Metal、パフォーマンスが出るとして、iOSとAndroid(とその他のデバイス)のマルチデバイスで開発できて、素材などのエコシステムが出来上がっているUnityとどう戦うのかが気になりますね。(UnityがMetal対応のコードを吐く様になるのかな。)

LT: Swift-JSON

  • @dankogaiさんの発表
  • SwiftからJSONを扱うためのライブラリSwift-JSONの紹介。
  • 同じ様な機能のSwiftyJSONがあってGitHubでは10倍ぐらいのスターが付いている。
  • それでもSwiftyJSONで実装されていない「Type Checking」や「Schema as Class」を使いたかったので作った。
出だしからdankogai節が炸裂する勢いのあるプレゼンでしたね。楽しく見ました。
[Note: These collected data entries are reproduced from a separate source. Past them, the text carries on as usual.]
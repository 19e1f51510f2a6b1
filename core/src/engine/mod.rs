//! The pluggable backend behind a resource.
//!
//! # Design
//! An `Engine` only ever sees an identifier or an already-parsed document.
//! Reading bodies, content lengths and methods stays with the dispatcher, so
//! engines never depend on the transport.
//!
//! Two engines ship with the crate:
//! - `StaticEngine` serves a fixed in-memory value.
//! - `DatabaseEngine` talks to a document backend through a `Connector`,
//!   opening one connection per call and dropping it before returning.
//!   `MemoryBackend` is an in-process backend for it.

mod database;
mod memory;
mod static_engine;

use async_trait::async_trait;
use serde_json::value::RawValue;
use serde_json::Value;

use crate::error::EngineError;

pub use database::{Connection, Connector, DatabaseConfig, DatabaseEngine, KEY_FIELD};
pub use memory::MemoryBackend;
pub use static_engine::StaticEngine;

/// A JSON object as received in a POST body or stored in a backend.
pub type Document = serde_json::Map<String, Value>;

/// Rendered JSON answered to a GET, written to the response unchanged.
pub type Payload = Box<RawValue>;

/// Acknowledgement of a successful store.
#[derive(Debug, Clone, PartialEq)]
pub enum Ack {
    /// The document was persisted; answered with `{"created": true}`.
    Created,
    /// The engine answers with its own payload instead.
    Reply(Value),
}

/// Fetches and stores the data behind a resource.
#[async_trait]
pub trait Engine: Send + Sync {
    /// Empty `id` selects the collection, anything else a single item.
    async fn fetch(&self, id: &str) -> Result<Payload, EngineError>;

    /// Persist a document that already passed `validate`.
    async fn store(&self, document: Document) -> Result<Ack, EngineError>;

    /// Check the fields the backend requires before anything is stored.
    fn validate(&self, _document: &Document) -> Result<(), EngineError> {
        Ok(())
    }

    /// Whether POST bodies must parse as a JSON object before `store`.
    /// Engines that ignore their input return `false` and receive an empty
    /// document.
    fn reads_body(&self) -> bool {
        true
    }
}
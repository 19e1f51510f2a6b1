//! axum host for `tastyroot-core` resources.
//!
//! # Design
//! - `Registrar` installs resources on a router it is given, never on a
//!   process-wide table, so several routers can coexist in one process.
//! - Request bodies are read here, bounded by content length, and handed to
//!   the core as bytes.
//! - `run` serves a finished router on a listener the caller bound.

pub mod config;
pub mod demo;
pub mod registrar;
pub mod telemetry;

use axum::Router;
use tastyroot_core::{MemoryBackend, ResourceError};
use thiserror::Error;
use tokio::net::TcpListener;

pub use config::{ConfigError, ServerConfig};
pub use registrar::{RegisterError, Registrar, DEFAULT_MAX_BODY_BYTES};

#[derive(Debug, Error)]
pub enum ServerError {
    #[error(transparent)]
    Config(#[from] ConfigError),

    #[error(transparent)]
    Resource(#[from] ResourceError),

    #[error(transparent)]
    Register(#[from] RegisterError),

    #[error(transparent)]
    Io(#[from] std::io::Error),
}

/// Router with the demo resources registered, plus the backend behind
/// `/db/cats/`.
pub async fn app(config: &ServerConfig) -> Result<(Router, MemoryBackend), ServerError> {
    let mut registrar = Registrar::new(Router::new()).with_max_body_bytes(config.max_body_bytes);
    let backend = demo::register(&mut registrar, config).await?;
    Ok((registrar.into_router(), backend))
}

pub async fn run(listener: TcpListener, router: Router) -> Result<(), std::io::Error> {
    axum::serve(listener, router).await
}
この発表のSwift-JSONSwiftyJSONと並んで早くからリリースされていたライブラリです。

Swiftで既存のJSONパースライブラリを使うと結果が(Arrayでなく)NSArrayで帰って来て大変です。なのでPureSwiftのライブラリが必要とされていて、長谷川もここ数ヶ月はそういったライブラリを見ていました。

LT: Flat Designの裏にあるもの

  • @nakajijapanさんの発表
  • JenkinsのJobs
  • 夏休みの宿題、CloudKitの紹介。
  • Flat Design。そもそもAppleはFlat Designとは言っていない。
  • Material Honesty: 工業製品は素材に忠実であるべきだ
  • iPhone出始めの頃に流行った、画面に表示したオブジェクトの下に反射を描く様な表現は本来のディスプレイの表現ではない。
iOS7が出た頃にさかんに議論されていたお話をあらためて、という発表。

Material Honestyまわりは読み応えがあるので是非資料を見てみてください。
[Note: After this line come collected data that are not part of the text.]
/// Installs the global `tracing` subscriber.
///
/// Verbosity comes from `RUST_LOG`, e.g. `RUST_LOG=info` or
/// `RUST_LOG=tastyroot_core=debug,tastyroot_server=info`. With `RUST_LOG`
/// unset only errors are printed.
pub fn setup_tracing() {
    tracing_subscriber::fmt()
        .with_env_filter(tracing_subscriber::EnvFilter::from_default_env())
        .init();
}
//! The resources the binary serves out of the box.

use std::sync::Arc;

use serde::Serialize;
use serde_json::json;
use tastyroot_core::{DatabaseEngine, Document, MemoryBackend, Resource, StaticEngine};

use crate::config::ServerConfig;
use crate::registrar::Registrar;
use crate::ServerError;

#[derive(Debug, Clone, Serialize)]
#[serde(rename_all = "PascalCase")]
pub struct Cat {
    pub name: String,
    pub age: u32,
    pub alive: bool,
}

impl Cat {
    fn new(name: &str, age: u32, alive: bool) -> Self {
        Self {
            name: name.to_string(),
            age,
            alive,
        }
    }
}

pub fn cats() -> Vec<Cat> {
    vec![
        Cat::new("Batman", 13, true),
        Cat::new("Banana", 3, true),
        Cat::new("Pong", 22, false),
    ]
}

/// Registers `/cat`, `/cats` and `/db/cats/`.
///
/// `/db/cats/` is served by a `DatabaseEngine` over an in-process backend
/// listening at the configured database address, seeded with `cats()` under
/// ids 1 to 3. The backend is returned so callers can inspect it.
pub async fn register(
    registrar: &mut Registrar,
    config: &ServerConfig,
) -> Result<MemoryBackend, ServerError> {
    registrar.register(Resource::new("/cat", StaticEngine::new(Cat::new("Batman", 13, true)))?)?;
    registrar.register(Resource::new("/cats", StaticEngine::new(cats()))?)?;

    let backend = MemoryBackend::new(config.database.address.clone());
    let documents = cats()
        .into_iter()
        .zip(1i64..)
        .map(|(cat, id)| {
            let mut document = Document::new();
            document.insert("id".to_string(), json!(id));
            document.insert("name".to_string(), json!(cat.name));
            document.insert("age".to_string(), json!(cat.age));
            document.insert("alive".to_string(), json!(cat.alive));
            document
        });
    backend
        .seed(&config.database.database, &config.database.collection, documents)
        .await;

    let engine = DatabaseEngine::new(config.database.clone(), Arc::new(backend.clone()));
    registrar.register(Resource::new("/db/cats/", engine)?)?;
    Ok(backend)
}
LT: もしiOS8のキーボードがガジェットのSDKを搭載したら

  • @niwatakoさんの発表
  • iPhoneのジャケットみたいに取り付ける工業用バーコードリーダー AsReader を販売している。
  • 従来はAsReader専用にSDKを提供してアプリを作って貰う必要があった。
  • iOS8からはカスタムキーボードが解放されたのでキーボードとしてAsReaderを使えるのではないか。
  • 作ってみたら動いた。Appleの申請に通るかはこれから。
なるほど!と思わされたよく出来た発表。内容も面白いけどスライドも良い出来でした。「略してもしガジェ」が何故か小声なのが個人的にツボ。

キーボードアプリには可能性がありそうですね。起動中のアプリとの連携で何ができるか調べてみようと思いました。

発表は以上です。

楽しく新しい発見もあった良いイベントでした。終了後の勝手懇親会的なのにも運良く参加できて楽しくみなさんとお話させて頂きました。

謝辞 & 感想

こんな機会を与えて下さった主催のヤフー株式会社さま、ありがとうございました。
そして登壇者のみなさま、スタッフの皆様、そして参加者のみなさま、お疲れさまでした & ありがとうございました。

なお、司会の鈴置さんの進行やしゃべりがすごい「ちゃんとした」感を高めていたことを申し添えておきます。お疲れ様でした。(あまりにちゃんとしててプロ司会者かと思いました。ほんとにプロだったら失礼!)